The marketplace would simply connect to the seller’s infra instead of locking them in. If, for some reason, the seller is removed from the marketplace, their software stays with them and they can continue accepting orders directly.
This model can be used to disrupt any marketplace from AirBNB to UberEats: building tech for home renters and restaurants and later, leveraging that to build a competing marketplace.
In 2019, I started building the first piece, Openship, an order management system that lets you source orders and fulfill them from anywhere. Now that that’s in stable release, next up is Openfront (an e-commerce platform for storefronts) and Opensupport (ticketing software for customer support). Together, they provide the staples for any modern business: sales, fulfillment, support.

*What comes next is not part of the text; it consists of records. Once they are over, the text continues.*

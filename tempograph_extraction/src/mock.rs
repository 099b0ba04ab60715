//! Deterministic providers for tests.
//!
//! `MockExtractor` reads facts straight out of a pipe-delimited episode
//! format, so a test controls extraction output through the text it ingests:
//!
//! ```text
//! Alice | works_at | Acme | Alice works at Acme
//! Alice | joined | Acme | Alice joined Acme in March | 2024-03-01T00:00:00Z
//! ```
//!
//! Lines without pipes are ignored. Endpoint entities are emitted with type
//! "entity".

use async_trait::async_trait;
use chrono::DateTime;

use crate::{
    CandidateEntity, CandidateFact, EmbeddingProvider, ExtractionOutput, ExtractionProvider,
    ProviderError,
};

/// Scripted extraction provider.
pub struct MockExtractor {
    /// Answer for every equivalence question.
    pub confirm: bool,
    /// Fixed enhancement output; `None` leaves queries unchanged.
    pub enhanced: Option<String>,
    fail: bool,
}

impl MockExtractor {
    pub fn new() -> Self {
        Self {
            confirm: true,
            enhanced: None,
            fail: false,
        }
    }

    /// A provider whose `extract` always fails with a non-transient error.
    pub fn failing() -> Self {
        Self {
            confirm: true,
            enhanced: None,
            fail: true,
        }
    }

    pub fn with_confirm(mut self, confirm: bool) -> Self {
        self.confirm = confirm;
        self
    }

    pub fn with_enhancement(mut self, enhanced: impl Into<String>) -> Self {
        self.enhanced = Some(enhanced.into());
        self
    }
}

impl Default for MockExtractor {
    fn default() -> Self {
        Self::new()
    }
}

#[async_trait]
impl ExtractionProvider for MockExtractor {
    async fn extract(
        &self,
        text: &str,
        _context: &str,
    ) -> Result<ExtractionOutput, ProviderError> {
        if self.fail {
            return Err(ProviderError::Malformed("scripted failure".to_string()));
        }
        let mut output = ExtractionOutput::default();
        for line in text.lines() {
            let parts: Vec<&str> = line.split('|').map(str::trim).collect();
            if parts.len() < 4 {
                continue;
            }
            let (source, name, target, assertion) = (parts[0], parts[1], parts[2], parts[3]);
            if source.is_empty() || target.is_empty() {
                continue;
            }
            let valid_at = parts
                .get(4)
                .and_then(|raw| DateTime::parse_from_rfc3339(raw).ok())
                .map(|dt| dt.to_utc());
            for endpoint in [source, target] {
                if !output.entities.iter().any(|e| e.name == endpoint) {
                    output.entities.push(CandidateEntity {
                        name: endpoint.to_string(),
                        entity_type: "entity".to_string(),
                    });
                }
            }
            output.facts.push(CandidateFact {
                source: source.to_string(),
                target: target.to_string(),
                name: name.to_string(),
                assertion: assertion.to_string(),
                valid_at,
            });
        }
        Ok(output)
    }

    async fn confirm_equivalence(&self, _left: &str, _right: &str) -> Result<bool, ProviderError> {
        Ok(self.confirm)
    }

    async fn enhance_query(&self, query: &str) -> Result<String, ProviderError> {
        Ok(self.enhanced.clone().unwrap_or_else(|| query.to_string()))
    }
}

/// Deterministic embedder: a seeded pseudo-vector derived from the text's
/// bytes, normalized to unit length. Same text, same vector.
pub struct MockEmbedder {
    dim: usize,
    fail: bool,
}

impl MockEmbedder {
    pub fn new() -> Self {
        Self { dim: 64, fail: false }
    }

    /// An embedder whose every call fails with a transient error.
    pub fn failing() -> Self {
        Self { dim: 64, fail: true }
    }
}

impl Default for MockEmbedder {
    fn default() -> Self {
        Self::new()
    }
}

#[async_trait]
impl EmbeddingProvider for MockEmbedder {
    async fn embed(&self, text: &str) -> Result<Vec<f32>, ProviderError> {
        if self.fail {
            return Err(ProviderError::Timeout);
        }
        let mut state: u64 = 0xcbf2_9ce4_8422_2325;
        for byte in text.to_lowercase().bytes() {
            state ^= byte as u64;
            state = state.wrapping_mul(0x0000_0100_0000_01b3);
        }
        let mut vec = Vec::with_capacity(self.dim);
        for _ in 0..self.dim {
            state ^= state << 13;
            state ^= state >> 7;
            state ^= state << 17;
            vec.push(((state % 2000) as f32 / 1000.0) - 1.0);
        }
        let norm = vec.iter().map(|v| v * v).sum::<f32>().sqrt();
        if norm > 0.0 {
            for v in &mut vec {
                *v /= norm;
            }
        }
        Ok(vec)
    }
}
//! Entity resolution primitives.
//!
//! Pure merge-or-create matching: exact case-insensitive name match wins
//! outright; otherwise the best cosine match above the configured threshold
//! is proposed as a fuzzy candidate for confirmation. The bias is toward
//! false negatives (duplicate entities) over false positives (wrongly merged
//! entities), so a fuzzy proposal is never a merge by itself.

use serde::{Deserialize, Serialize};

use crate::types::{Entity, EntityId};

/// Default cosine similarity threshold for fuzzy match proposals.
pub const DEFAULT_SIMILARITY_THRESHOLD: f32 = 0.85;

/// Resolution tunables.
#[derive(Debug, Clone, Serialize, Deserialize)]
pub struct ResolverConfig {
    /// Minimum cosine similarity for a fuzzy match proposal.
    pub similarity_threshold: f32,
}

impl Default for ResolverConfig {
    fn default() -> Self {
        Self {
            similarity_threshold: DEFAULT_SIMILARITY_THRESHOLD,
        }
    }
}

/// Outcome of matching one extracted candidate against stored entities.
#[derive(Debug, Clone, PartialEq)]
pub enum MatchDecision {
    /// Exact case-insensitive name match. Merge unconditionally.
    Exact(EntityId),
    /// Embedding similarity above threshold. Merge only after the language
    /// model confirms the two names denote the same real-world object.
    Fuzzy { id: EntityId, name: String, score: f32 },
    /// No acceptable match. Create a new entity.
    New,
}

/// Cosine similarity of two vectors. Returns 0.0 for mismatched lengths or
/// zero-magnitude inputs rather than propagating a NaN.
pub fn cosine_similarity(a: &[f32], b: &[f32]) -> f32 {
    if a.len() != b.len() || a.is_empty() {
        return 0.0;
    }
    let mut dot = 0.0f32;
    let mut norm_a = 0.0f32;
    let mut norm_b = 0.0f32;
    for (x, y) in a.iter().zip(b.iter()) {
        dot += x * y;
        norm_a += x * x;
        norm_b += y * y;
    }
    if norm_a == 0.0 || norm_b == 0.0 {
        return 0.0;
    }
    dot / (norm_a.sqrt() * norm_b.sqrt())
}

/// Match a candidate name (with an optional embedding) against the stored
/// entities of its partition.
///
/// `stored` should already be restricted to one partition; resolution never
/// looks across tenants.
pub fn match_candidate(
    name: &str,
    embedding: Option<&[f32]>,
    stored: &[Entity],
    config: &ResolverConfig,
) -> MatchDecision {
    let needle = name.to_lowercase();
    if let Some(exact) = stored.iter().find(|e| e.name.to_lowercase() == needle) {
        return MatchDecision::Exact(exact.id);
    }

    let Some(query) = embedding else {
        return MatchDecision::New;
    };

    let mut best: Option<(&Entity, f32)> = None;
    for entity in stored {
        let Some(stored_vec) = entity.embedding.as_deref() else {
            continue;
        };
        let score = cosine_similarity(query, stored_vec);
        if score >= config.similarity_threshold
            && best.map_or(true, |(_, best_score)| score > best_score)
        {
            best = Some((entity, score));
        }
    }

    match best {
        Some((entity, score)) => MatchDecision::Fuzzy {
            id: entity.id,
            name: entity.name.clone(),
            score,
        },
        None => MatchDecision::New,
    }
}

Let me know what you guys think of the idea and if you see any potential pitfalls.
I see it's just Shopify-to-Shopify for now - bravo for starting with probably one of the most costly integrations. I'm working with a client right now who had to build these integrations using a low-code drag-n-drop platform which allows a quick MVP but has slow job processing, so isn't great for high order volume.
The "amazon" comparison is good for marketing - sure you're not doing all their marketing, or having their reach but you are connecting suppliers, buyers and fulfilment which is a genuine problem.
The companies who would use this often have developers on board already, so providing open source, accepting contributions and turning this into a useful dev-friendly service will almost certainly find paying customers.